Complexity: moving moving parts, for example the compressor, wear out. Refrigerants leak and need to need regular inspection by specialists.
They only work well in certain temperature ranges: for example an air conditioner (just another type of heat pump) can cool outside air of around 35°C to 24°C indoors (“just” 11°C).
A heat pump working in -10°C outside air temperature to heat domestic hot water up to 60°C (a 70°C delta!) needs to work much harder with lower efficiency. The oft stated 3.5 COP (coefficient of performance) you can think of this as a multiplier becomes a COP of 1.0.

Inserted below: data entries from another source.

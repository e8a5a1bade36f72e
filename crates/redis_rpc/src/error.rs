use serde::{Deserialize, Serialize};
use serde_json::{json, Value};
use thiserror::Error;

/// Wire code for errors of unknown origin.
pub const CODE_UNKNOWN: i32 = 0;
/// Wire code for a method missing from the target service.
pub const CODE_METHOD_NOT_FOUND: i32 = 1001;
/// Wire code for handler-rejected parameters.
pub const CODE_INVALID_PARAMETERS: i32 = 1002;
/// Wire code for unexpected handler failures.
pub const CODE_INTERNAL_ERROR: i32 = 1003;
/// Wire code for an expired deadline.
pub const CODE_TIMEOUT: i32 = 1004;
/// Wire code for encode/decode failures.
pub const CODE_SERIALIZATION_ERROR: i32 = 1005;
/// Wire code for transport failures.
pub const CODE_CONNECTION_ERROR: i32 = 1006;

/// Error record carried by a failure [`Response`](crate::Response).
#[derive(Clone, Debug, PartialEq, Serialize, Deserialize)]
#[serde(rename_all = "camelCase")]
pub struct ErrorInfo {
    pub code: i32,
    pub message: String,
    #[serde(default, skip_serializing_if = "Option::is_none")]
    pub details: Option<Value>,
    #[serde(default, skip_serializing_if = "Option::is_none")]
    pub stack_trace: Option<String>,
}

/// Errors raised by the RPC fabric.
///
/// The first seven variants mirror the wire taxonomy; the rest are
/// local-only conditions (argument validation, lifecycle, cancellation)
/// that never travel in a failure response.
#[derive(Debug, Error)]
pub enum RpcError {
    #[error("method `{method}` was not found on the target service")]
    MethodNotFound { method: String },
    #[error("{message}")]
    InvalidParameters {
        message: String,
        details: Option<Value>,
    },
    #[error("timed out after {timeout_ms}ms")]
    Timeout { timeout_ms: u64 },
    #[error("serialization failed: {message}")]
    Serialization {
        message: String,
        #[source]
        source: Option<serde_json::Error>,
    },
    #[error("transport failure: {0}")]
    Connection(String),
    #[error("{message}")]
    Internal {
        message: String,
        details: Option<Value>,
        stack_trace: Option<String>,
    },
    #[error("{message}")]
    Unknown { message: String },
    #[error("channel must not be empty")]
    EmptyChannel,
    #[error("method must not be empty")]
    EmptyMethod,
    #[error("request id `{0}` is already pending")]
    DuplicateRequestId(String),
    #[error("request was cancelled")]
    Cancelled,
    #[error("instance has been shut down")]
    Disposed,
}

impl From<serde_json::Error> for RpcError {
    fn from(source: serde_json::Error) -> Self {
        RpcError::Serialization {
            message: source.to_string(),
            source: Some(source),
        }
    }
}

impl RpcError {
    /// Convenience constructor for handler-side parameter rejection.
    pub fn invalid_parameters(message: impl Into<String>, details: impl Into<Option<Value>>) -> Self {
        RpcError::InvalidParameters {
            message: message.into(),
            details: details.into(),
        }
    }

    /// Convenience constructor for handler-side internal failures.
    pub fn internal(message: impl Into<String>) -> Self {
        RpcError::Internal {
            message: message.into(),
            details: None,
            stack_trace: None,
        }
    }

    /// Stable wire code for this error.
    pub fn wire_code(&self) -> i32 {
        match self {
            RpcError::MethodNotFound { .. } => CODE_METHOD_NOT_FOUND,
            RpcError::InvalidParameters { .. } => CODE_INVALID_PARAMETERS,
            RpcError::Timeout { .. } => CODE_TIMEOUT,
            RpcError::Serialization { .. } => CODE_SERIALIZATION_ERROR,
            RpcError::Connection(_) => CODE_CONNECTION_ERROR,
            RpcError::Internal { .. } => CODE_INTERNAL_ERROR,
            _ => CODE_UNKNOWN,
        }
    }

    /// Converts into the wire error record. `include_stack_trace` gates the
    /// `stackTrace` field.
    pub fn to_error_info(&self, include_stack_trace: bool) -> ErrorInfo {
        let details = match self {
            RpcError::InvalidParameters { details, .. } | RpcError::Internal { details, .. } => {
                details.clone()
            }
            RpcError::Timeout { timeout_ms } => Some(json!({ "timeoutMs": timeout_ms })),
            _ => None,
        };
        let stack_trace = match self {
            RpcError::Internal { stack_trace, .. } if include_stack_trace => stack_trace.clone(),
            _ => None,
        };
        ErrorInfo {
            code: self.wire_code(),
            message: self.to_string(),
            details,
            stack_trace,
        }
    }

    /// Reconstitutes a typed error from a failure response.
    ///
    /// `method` is the call-site method name; the wire record's `details`
    /// field is structured data and is never used as a method name.
    pub fn from_error_info(info: ErrorInfo, method: &str) -> RpcError {
        match info.code {
            CODE_METHOD_NOT_FOUND => RpcError::MethodNotFound {
                method: method.to_string(),
            },
            CODE_INVALID_PARAMETERS => RpcError::InvalidParameters {
                message: info.message,
                details: info.details,
            },
            CODE_TIMEOUT => {
                let timeout_ms = info
                    .details
                    .as_ref()
                    .and_then(|details| details.get("timeoutMs"))
                    .and_then(Value::as_u64)
                    .unwrap_or(0);
                RpcError::Timeout { timeout_ms }
            }
            CODE_SERIALIZATION_ERROR => RpcError::Serialization {
                message: info.message,
                source: None,
            },
            CODE_CONNECTION_ERROR => RpcError::Connection(info.message),
            CODE_INTERNAL_ERROR => RpcError::Internal {
                message: info.message,
                details: info.details,
                stack_trace: info.stack_trace,
            },
            _ => RpcError::Unknown {
                message: info.message,
            },
        }
    }
}
use std::{
    collections::{HashMap, HashSet},
    sync::{
        atomic::{AtomicBool, Ordering},
        Arc, PoisonError, RwLock,
    },
    time::Duration,
};

use serde_json::{json, Value};
use tokio::{
    sync::{Mutex, OwnedSemaphorePermit, Semaphore},
    task::JoinError,
    time,
};
use tokio_util::sync::CancellationToken;
use tracing::{debug, warn};

use crate::{
    channels::request_channel,
    config::RpcOptions,
    envelope::{Request, Response},
    error::RpcError,
    handler::Handler,
    transport::{MessageHandler, PubSubTransport, RedisTransport},
};

/// RPC servicer: dispatches inbound requests on a set of logical channels
/// to registered [`Handler`]s under a concurrency cap.
///
/// The transport callback never blocks: each inbound message is handed to
/// its own task, and that task's permit acquisition is where backpressure
/// takes effect.
pub struct RpcServer {
    inner: Arc<ServerInner>,
}

struct ServerInner {
    transport: Arc<dyn PubSubTransport>,
    options: RpcOptions,
    handlers: RwLock<HashMap<String, Arc<dyn Handler>>>,
    listening: Mutex<HashSet<String>>,
    permits: Arc<Semaphore>,
    disposed: AtomicBool,
    shutdown: CancellationToken,
}

impl RpcServer {
    /// Connects a server to the Redis endpoint in `options`.
    pub async fn connect(options: RpcOptions) -> Result<Self, RpcError> {
        let transport = RedisTransport::connect(&options).await?;
        Ok(Self::with_transport(Arc::new(transport), options))
    }

    /// Builds a server on an existing transport.
    pub fn with_transport(transport: Arc<dyn PubSubTransport>, options: RpcOptions) -> Self {
        let permits = Arc::new(Semaphore::new(options.max_concurrent_requests));
        Self {
            inner: Arc::new(ServerInner {
                transport,
                options,
                handlers: RwLock::new(HashMap::new()),
                listening: Mutex::new(HashSet::new()),
                permits,
                disposed: AtomicBool::new(false),
                shutdown: CancellationToken::new(),
            }),
        }
    }

    /// Installs `handler` for every method it claims.
    ///
    /// Method lookup is case-insensitive; re-registering a method replaces
    /// the previous handler.
    pub fn register_handler(&self, handler: Arc<dyn Handler>) {
        let mut handlers = self
            .inner
            .handlers
            .write()
            .unwrap_or_else(PoisonError::into_inner);
        for method in handler.supported_methods() {
            handlers.insert(method.to_lowercase(), Arc::clone(&handler));
        }
    }

    /// Subscribes to the request channel of every logical channel not yet
    /// listened on.
    ///
    /// A channel that fails to subscribe is left out of the listening set
    /// and the failure is returned; channels subscribed before the failure
    /// stay active.
    pub async fn start_listening<I, S>(&self, channels: I) -> Result<(), RpcError>
    where
        I: IntoIterator<Item = S>,
        S: AsRef<str>,
    {
        if self.inner.disposed.load(Ordering::SeqCst) {
            return Err(RpcError::Disposed);
        }

        let mut listening = self.inner.listening.lock().await;
        for channel in channels {
            let channel = channel.as_ref();
            if channel.trim().is_empty() {
                return Err(RpcError::EmptyChannel);
            }
            if listening.contains(channel) {
                continue;
            }

            let subscription = request_channel(&self.inner.options.channel_prefix, channel);
            let handler = ServerInner::dispatch_handler(Arc::clone(&self.inner));
            self.inner.transport.subscribe(&subscription, handler).await?;
            listening.insert(channel.to_string());
        }
        Ok(())
    }

    /// Unsubscribes every listened channel and clears the set.
    pub async fn stop_listening(&self) {
        let mut listening = self.inner.listening.lock().await;
        for channel in listening.drain() {
            let subscription = request_channel(&self.inner.options.channel_prefix, &channel);
            if let Err(err) = self.inner.transport.unsubscribe(&subscription).await {
                debug!("unsubscribe of `{subscription}` failed: {err}");
            }
        }
    }

    /// Logical channels currently listened on, sorted.
    pub async fn listening_channels(&self) -> Vec<String> {
        let listening = self.inner.listening.lock().await;
        let mut channels: Vec<String> = listening.iter().cloned().collect();
        channels.sort();
        channels
    }

    /// Stops listening, signals in-flight handlers to cancel, and closes
    /// the permit pool.
    pub async fn shutdown(&self) {
        if self.inner.disposed.swap(true, Ordering::SeqCst) {
            return;
        }
        self.stop_listening().await;
        self.inner.shutdown.cancel();
        self.inner.permits.close();
    }
}

impl ServerInner {
    fn dispatch_handler(inner: Arc<ServerInner>) -> MessageHandler {
        Arc::new(move |_channel, payload| {
            let inner = Arc::clone(&inner);
            let payload = payload.to_vec();
            // The transport callback must not block its dispatch loop; all
            // work, including waiting for a permit, happens on an
            // independently scheduled task.
            tokio::spawn(async move { inner.dispatch(payload).await });
        })
    }

    async fn dispatch(&self, payload: Vec<u8>) {
        let permit = match Arc::clone(&self.permits).acquire_owned().await {
            Ok(permit) => permit,
            // Pool closed: the server is shutting down.
            Err(_closed) => return,
        };

        let request = match Request::from_bytes(&payload) {
            Ok(request) => request,
            Err(err) => {
                self.reply_to_undecodable(&payload, err).await;
                return;
            }
        };

        let response = self.invoke(&request, permit).await;

        if request.is_notification() {
            if let Some(error) = response.error.as_ref() {
                warn!(
                    method = %request.method,
                    "notification handler failed: {}", error.message
                );
            }
            return;
        }

        let outgoing = match response.to_bytes() {
            Ok(bytes) => bytes,
            Err(err) => {
                warn!("failed to encode response: {err}");
                return;
            }
        };
        if let Err(err) = self.transport.publish(&request.response_channel, outgoing).await {
            // Nowhere to report a failed response publish.
            warn!(
                channel = %request.response_channel,
                "failed to publish response: {err}"
            );
        }
    }

    async fn invoke(&self, request: &Request, permit: OwnedSemaphorePermit) -> Response {
        let include_stack = self.options.include_stack_trace_in_errors;
        let handler = {
            let handlers = self
                .handlers
                .read()
                .unwrap_or_else(PoisonError::into_inner);
            handlers.get(&request.method.to_lowercase()).cloned()
        };
        let Some(handler) = handler else {
            let err = RpcError::MethodNotFound {
                method: request.method.clone(),
            };
            return Response::failure(&request.id, err.to_error_info(include_stack));
        };

        let deadline = self.effective_deadline(request);
        let cancel = self.shutdown.child_token();
        let invocation = {
            let handler = Arc::clone(&handler);
            let method = request.method.clone();
            let params = request.parameters.clone();
            let cancel = cancel.clone();
            // The permit rides with the invocation, not the dispatch task: a
            // handler that outlives the deadline keeps its permit until it
            // actually stops, so the concurrency cap counts running handlers.
            tokio::spawn(async move {
                let _permit = permit;
                handler.handle(&method, params, cancel).await
            })
        };

        let outcome = tokio::select! {
            joined = invocation => match joined {
                Ok(result) => result,
                Err(join_error) => Err(panic_to_error(join_error, include_stack)),
            },
            _ = time::sleep(deadline) => {
                // Cooperative handlers observe the token and stop; a late
                // completion is discarded either way.
                cancel.cancel();
                Err(RpcError::Timeout {
                    timeout_ms: deadline.as_millis() as u64,
                })
            }
        };

        match outcome {
            Ok(result) => Response::success(&request.id, result),
            Err(err) => Response::failure(&request.id, err.to_error_info(include_stack)),
        }
    }

    /// Server deadline for one request: the configured default, tightened
    /// by the request's advisory `timeoutMs` when that is smaller.
    fn effective_deadline(&self, request: &Request) -> Duration {
        let default = self.options.default_timeout;
        match request.timeout_ms {
            Some(advisory) if Duration::from_millis(advisory) < default => {
                Duration::from_millis(advisory)
            }
            _ => default,
        }
    }

    /// A request that fails to decode still gets a serialization-error
    /// reply when its response channel can be recovered from the raw JSON;
    /// otherwise it is dropped with a log.
    async fn reply_to_undecodable(&self, payload: &[u8], err: RpcError) {
        let recovered = serde_json::from_slice::<Value>(payload)
            .ok()
            .and_then(|value| {
                value
                    .get("responseChannel")
                    .and_then(Value::as_str)
                    .map(str::to_string)
            })
            .filter(|channel| !channel.is_empty());
        let Some(channel) = recovered else {
            warn!("dropping undecodable request: {err}");
            return;
        };

        let include_stack = self.options.include_stack_trace_in_errors;
        let response = Response::failure("", err.to_error_info(include_stack));
        match response.to_bytes() {
            Ok(bytes) => {
                if let Err(publish_err) = self.transport.publish(&channel, bytes).await {
                    warn!("failed to publish serialization-error response: {publish_err}");
                }
            }
            Err(encode_err) => {
                warn!("failed to encode serialization-error response: {encode_err}");
            }
        }
    }
}

fn panic_to_error(join_error: JoinError, include_stack_trace: bool) -> RpcError {
    let (message, kind) = if join_error.is_panic() {
        let payload = join_error.into_panic();
        let message = payload
            .downcast_ref::<&str>()
            .map(ToString::to_string)
            .or_else(|| payload.downcast_ref::<String>().cloned())
            .unwrap_or_else(|| "handler panicked".to_string());
        (message, "panic")
    } else {
        ("handler task was cancelled".to_string(), "cancelled")
    };
    RpcError::Internal {
        message,
        details: Some(json!({ "type": kind })),
        stack_trace: include_stack_trace
            .then(|| std::backtrace::Backtrace::force_capture().to_string()),
    }
}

Huge temperature deltas are the reason heat pumps work best when the source of heat is relatively stable. Ground source heat pumps use the earths relatively constant 10°C coupled with a refrigerant optimised for the delta. For reference here are some COP ranges for air, ground and water (think of a long pipe running through a lake) heat sources:
| Typical COP range | |
| Air Source Heat Pump | 2.0 – 4.0 |
| Ground Source Heat Pump | 3.0 – 5.0 |
| Water Source Heat Pump | 4.0 – 6.0 |
Bitcoin Miners
Now let’s think about bitcoin mining as a heat source: each KW of electricity you put into a bitcoin miner is turned into one KW of heat. (and a very small fraction of a bitcoin).
Bitcoin miners are silicon so the only moving part is the fluid circulation system. Typically you would have two loops: the first loop is filled with a dielectric fluid that takes the heat away from the bitcoin miner to a plate heat exchanger. The second loop is a water or glycol loop and would run underfloor (radiant heat loops).

So which one is cheaper to heat? It depends on how much you pay for electricity, the price of bitcoin, and where we are in the bitcoin halving cycle. As of 2024 the return looks something like this:
This shows that bitcoin miners are better heat sources when you pay less than about 15c/KWh.
Here’s my Google Sheet of Bitcoin Mining vs Heat Pumps calculation. I’d be happy to receive any feedback. What this doesn’t control for though:
- outside temperature: air source heat pumps loose efficiency as it gets colder.
- cost of capital: these calculations assume the latest ASIC with a good efficiency. Block is working on a 3nm design which will be more efficient than the current 5nm offerings.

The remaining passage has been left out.